Re: WH1080 weather station support in RDOS
Posted: Sat Apr 07, 2012 8:48 am
by xenos
Very nice! Would you mind sharing your findings, such as the communication protocol used between your weather station and driver, or maybe provide a link to your source code? This is exactly the kind of information I'm trying to gather in my
database - feel free to create a wiki page if you like
Re: WH1080 weather station support in RDOS
Posted: Sun Apr 08, 2012 5:55 am
by rdos
The main class is here:
http://rdos.net/vc/viewvc.cgi/trunk/cla ... iew=markup
The HID class is also needed:
http://rdos.net/vc/viewvc.cgi/trunk/cla ... iew=markup
The HID device driver is here:
http://rdos.net/vc/viewvc.cgi/trunk/ker ... iew=markup
A problem with USB-devices though is that they are all related to the underlying USB stack, so none of the above source could be used directly to write a new driver for a new OS. The ReadHid / WriteHid interface seems to be available in Linux too so that makes it slightly easier. In fact, I made the interface that way because that was what wview used.
Although I'm not 100% sure it is stable yet. I had one stop yesterday, but since then it seems to have run without problems. OTOH, the stop yesterday was in the USB-interface in RDOS, and it didn't hangup the weather-station.
I'd look into posting it on your wiki once it is stable enough.
Re: WH1080 weather station support in RDOS
Posted: Sun Apr 08, 2012 7:32 am
by xenos
Indeed it's a bit hard to understand the code without knowing the underlying USB implementation... But anyway, at least it gives some broad idea of where to find which data, and which command bytes are needed to trigger some action.
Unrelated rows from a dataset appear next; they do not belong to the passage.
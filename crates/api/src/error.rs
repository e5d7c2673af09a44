// Copyright (C) 2026 Fred Clausen
// Use of this source code is governed by an MIT-style
// license that can be found in the LICENSE file or at
// https://opensource.org/licenses/MIT.

//! Error types for the API layer.

use thiserror::Error;
use traitpilot_domain::DomainError;
use traitpilot_persistence::PersistenceError;

/// API-level errors.
///
/// These are distinct from domain and persistence errors and represent the
/// API contract. Every variant is reported to the participant as a JSON
/// error envelope.
#[derive(Debug, Clone, PartialEq, Eq, Error)]
pub enum ApiError {
    /// The request body was not valid JSON of the expected shape.
    #[error("{message}")]
    MalformedBody {
        /// The decoder's description of the problem.
        message: String,
    },
    /// A field was missing or had the wrong type.
    #[error("Invalid input for field '{field}': {message}")]
    InvalidInput {
        /// The field that was invalid.
        field: String,
        /// A human-readable description of the error.
        message: String,
    },
    /// A participant-correctable rule was violated.
    #[error("{message}")]
    Validation {
        /// A human-readable description of the violation.
        message: String,
    },
    /// Nothing has been stored yet for the requested resource.
    #[error("{message}")]
    NotFound {
        /// A human-readable description of what was not found.
        message: String,
    },
    /// A backing file could not be read or written.
    #[error("{message}")]
    Storage {
        /// The underlying error text, unmodified.
        message: String,
    },
}

impl ApiError {
    pub(crate) fn missing_field(field: &str) -> Self {
        Self::InvalidInput {
            field: field.to_string(),
            message: String::from("a value is required"),
        }
    }
}

impl From<DomainError> for ApiError {
    fn from(err: DomainError) -> Self {
        match err {
            DomainError::InvalidFinalSelectionSize { .. } => Self::Validation {
                message: err.to_string(),
            },
            DomainError::MissingParticipantId => Self::missing_field("participant_id"),
            DomainError::InvalidDecision(_) | DomainError::InvalidTraitLevel(_) => {
                Self::InvalidInput {
                    field: String::from("body"),
                    message: err.to_string(),
                }
            }
        }
    }
}

impl From<PersistenceError> for ApiError {
    fn from(err: PersistenceError) -> Self {
        match err {
            PersistenceError::InvalidEntry(domain) => Self::from(domain),
            PersistenceError::Io(_)
            | PersistenceError::Csv(_)
            | PersistenceError::Serialization(_) => Self::Storage {
                message: err.to_string(),
            },
        }
    }
}

impl From<serde_json::Error> for ApiError {
    fn from(err: serde_json::Error) -> Self {
        Self::MalformedBody {
            message: err.to_string(),
        }
    }
}
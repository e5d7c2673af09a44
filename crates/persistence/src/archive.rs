// Copyright (C) 2026 Fred Clausen
// Use of this source code is governed by an MIT-style
// license that can be found in the LICENSE file or at
// https://opensource.org/licenses/MIT.

//! Append-only CSV archive of completed submissions.

use std::fs::OpenOptions;
use std::path::{Path, PathBuf};

use csv::{ReaderBuilder, StringRecord, WriterBuilder};
use tracing::debug;
use traitpilot_domain::{
    FINAL_SELECTION_SIZE, PERSONALITY_ITEM_COUNT, PROFILE_COUNT, SubmissionRecord,
};

use crate::ensure_parent_dir;
use crate::error::PersistenceError;

/// Number of columns in every archive row.
pub const ARCHIVE_COLUMN_COUNT: usize =
    3 + PERSONALITY_ITEM_COUNT + PROFILE_COUNT + FINAL_SELECTION_SIZE + 7;

/// Archive columns in the order they are written.
///
/// Every row, the first included, carries exactly these columns.
pub const ARCHIVE_COLUMNS: [&str; ARCHIVE_COLUMN_COUNT] = [
    "participant_id",
    "start_time",
    "end_time",
    "personality_q1",
    "personality_q2",
    "personality_q3",
    "personality_q4",
    "personality_q5",
    "personality_q6",
    "personality_q7",
    "personality_q8",
    "personality_q9",
    "personality_q10",
    "profile1_decision",
    "profile2_decision",
    "profile3_decision",
    "profile4_decision",
    "profile5_decision",
    "profile6_decision",
    "profile7_decision",
    "profile8_decision",
    "profile9_decision",
    "profile10_decision",
    "profile11_decision",
    "profile12_decision",
    "profile13_decision",
    "profile14_decision",
    "profile15_decision",
    "profile16_decision",
    "profile17_decision",
    "profile18_decision",
    "profile19_decision",
    "final_profile_1",
    "final_profile_2",
    "final_profile_3",
    "final_profile_4",
    "open_ended_q1",
    "open_ended_q2",
    "prolific_id",
    "task_condition",
    "age",
    "gender",
    "education_level",
];

/// One data row read back from the archive.
#[derive(Debug, Clone, PartialEq, Eq)]
pub struct ArchiveRow {
    cells: Vec<(String, String)>,
}

impl ArchiveRow {
    /// Returns the cell for `column`, or `None` if the column is unknown.
    #[must_use]
    pub fn get(&self, column: &str) -> Option<&str> {
        self.cells
            .iter()
            .find(|(name, _)| name == column)
            .map(|(_, value)| value.as_str())
    }

    /// Returns every `(column, value)` pair in file order.
    #[must_use]
    pub fn cells(&self) -> &[(String, String)] {
        &self.cells
    }
}

/// Write-once log of completed submissions.
#[derive(Debug, Clone)]
pub struct ResponseArchive {
    path: PathBuf,
}

impl ResponseArchive {
    /// Creates an archive handle. Nothing is touched on disk until the
    /// first append.
    #[must_use]
    pub fn new<P: Into<PathBuf>>(path: P) -> Self {
        Self { path: path.into() }
    }

    #[must_use]
    pub fn path(&self) -> &Path {
        &self.path
    }

    /// Appends one submission as a single row.
    ///
    /// If the archive file does not exist yet it is created, together with
    /// any missing parent directories. The header is written first whenever
    /// the file is empty.
    ///
    /// # Errors
    ///
    /// Returns an error if the file cannot be created, opened or written.
    pub fn append(&self, record: &SubmissionRecord) -> Result<(), PersistenceError> {
        ensure_parent_dir(&self.path)?;

        let file = OpenOptions::new()
            .create(true)
            .append(true)
            .open(&self.path)?;
        // A file left empty by an earlier failed create still needs its header.
        let needs_header: bool = file.metadata()?.len() == 0;
        let mut writer = WriterBuilder::new().has_headers(false).from_writer(file);

        if needs_header {
            debug!(path = %self.path.display(), "Creating response archive");
            writer.write_record(ARCHIVE_COLUMNS)?;
        }
        writer.write_record(archive_row(record))?;
        writer.flush()?;

        debug!(
            path = %self.path.display(),
            participant_id = %record.participant_id,
            "Appended submission to archive"
        );
        Ok(())
    }

    /// Reads the header line, or `None` if the archive does not exist.
    ///
    /// # Errors
    ///
    /// Returns an error if the file exists but cannot be read.
    pub fn read_header(&self) -> Result<Option<Vec<String>>, PersistenceError> {
        if !self.path.is_file() {
            return Ok(None);
        }
        let mut reader = ReaderBuilder::new().from_path(&self.path)?;
        let header: &StringRecord = reader.headers()?;
        Ok(Some(header.iter().map(String::from).collect()))
    }

    /// Reads every data row. A missing archive has no rows.
    ///
    /// # Errors
    ///
    /// Returns an error if the file exists but cannot be read or parsed.
    pub fn read_rows(&self) -> Result<Vec<ArchiveRow>, PersistenceError> {
        if !self.path.is_file() {
            return Ok(Vec::new());
        }
        let mut reader = ReaderBuilder::new().from_path(&self.path)?;
        let header: StringRecord = reader.headers()?.clone();

        let mut rows: Vec<ArchiveRow> = Vec::new();
        for result in reader.records() {
            let record: StringRecord = result?;
            let cells: Vec<(String, String)> = header
                .iter()
                .zip(record.iter())
                .map(|(name, value)| (name.to_string(), value.to_string()))
                .collect();
            rows.push(ArchiveRow { cells });
        }
        Ok(rows)
    }
}

/// Flattens a submission into cells matching `ARCHIVE_COLUMNS`.
fn archive_row(record: &SubmissionRecord) -> Vec<String> {
    let mut row: Vec<String> = Vec::with_capacity(ARCHIVE_COLUMNS.len());

    row.push(record.participant_id.clone());
    row.push(text_cell(record.start_time.as_deref()));
    row.push(text_cell(record.end_time.as_deref()));
    row.extend(
        record
            .personality_scores
            .iter()
            .map(|score| number_cell(score.as_ref())),
    );
    row.extend(
        record
            .profile_decisions
            .iter()
            .map(ToString::to_string),
    );
    row.extend(
        record
            .final_profiles
            .iter()
            .map(|profile| number_cell(profile.as_ref())),
    );
    row.push(text_cell(record.open_ended_q1.as_deref()));
    row.push(text_cell(record.open_ended_q2.as_deref()));
    row.push(text_cell(record.prolific_id.as_deref()));
    row.push(text_cell(record.task_condition.as_deref()));
    row.push(text_cell(record.age.as_deref()));
    row.push(text_cell(record.gender.as_deref()));
    row.push(text_cell(record.education_level.as_deref()));

    debug_assert_eq!(row.len(), ARCHIVE_COLUMNS.len());
    row
}

// Absent values are written as empty cells.
fn text_cell(value: Option<&str>) -> String {
    value.unwrap_or_default().to_owned()
}

fn number_cell<T: ToString>(value: Option<&T>) -> String {
    value.map_or_else(String::new, ToString::to_string)
}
Re: WH1080 weather station support in RDOS
Posted: Sun Apr 29, 2012 2:03 pm
by rdos
I've had regular hang-ups in the USB communication for quite some time, but I think this is no longer an issue after a few fixes in the driver. The current driver looks quite different from the wview driver, and I have strong suspicions that the wview driver is not working properly.
For one thing, sometimes the weather station doesn't answer a request message, and then the driver will make a new attempt. However, as this is made, the weather station sometimes seems to answer with the lost package. In order to fix this, I check some of the packages that I know have a certain content, and if they are wrong, I read and discard 8 bytes at a time (this is the size of a returned package) until I get the expected package. After these modifications were made a few days ago, I've had no more failures.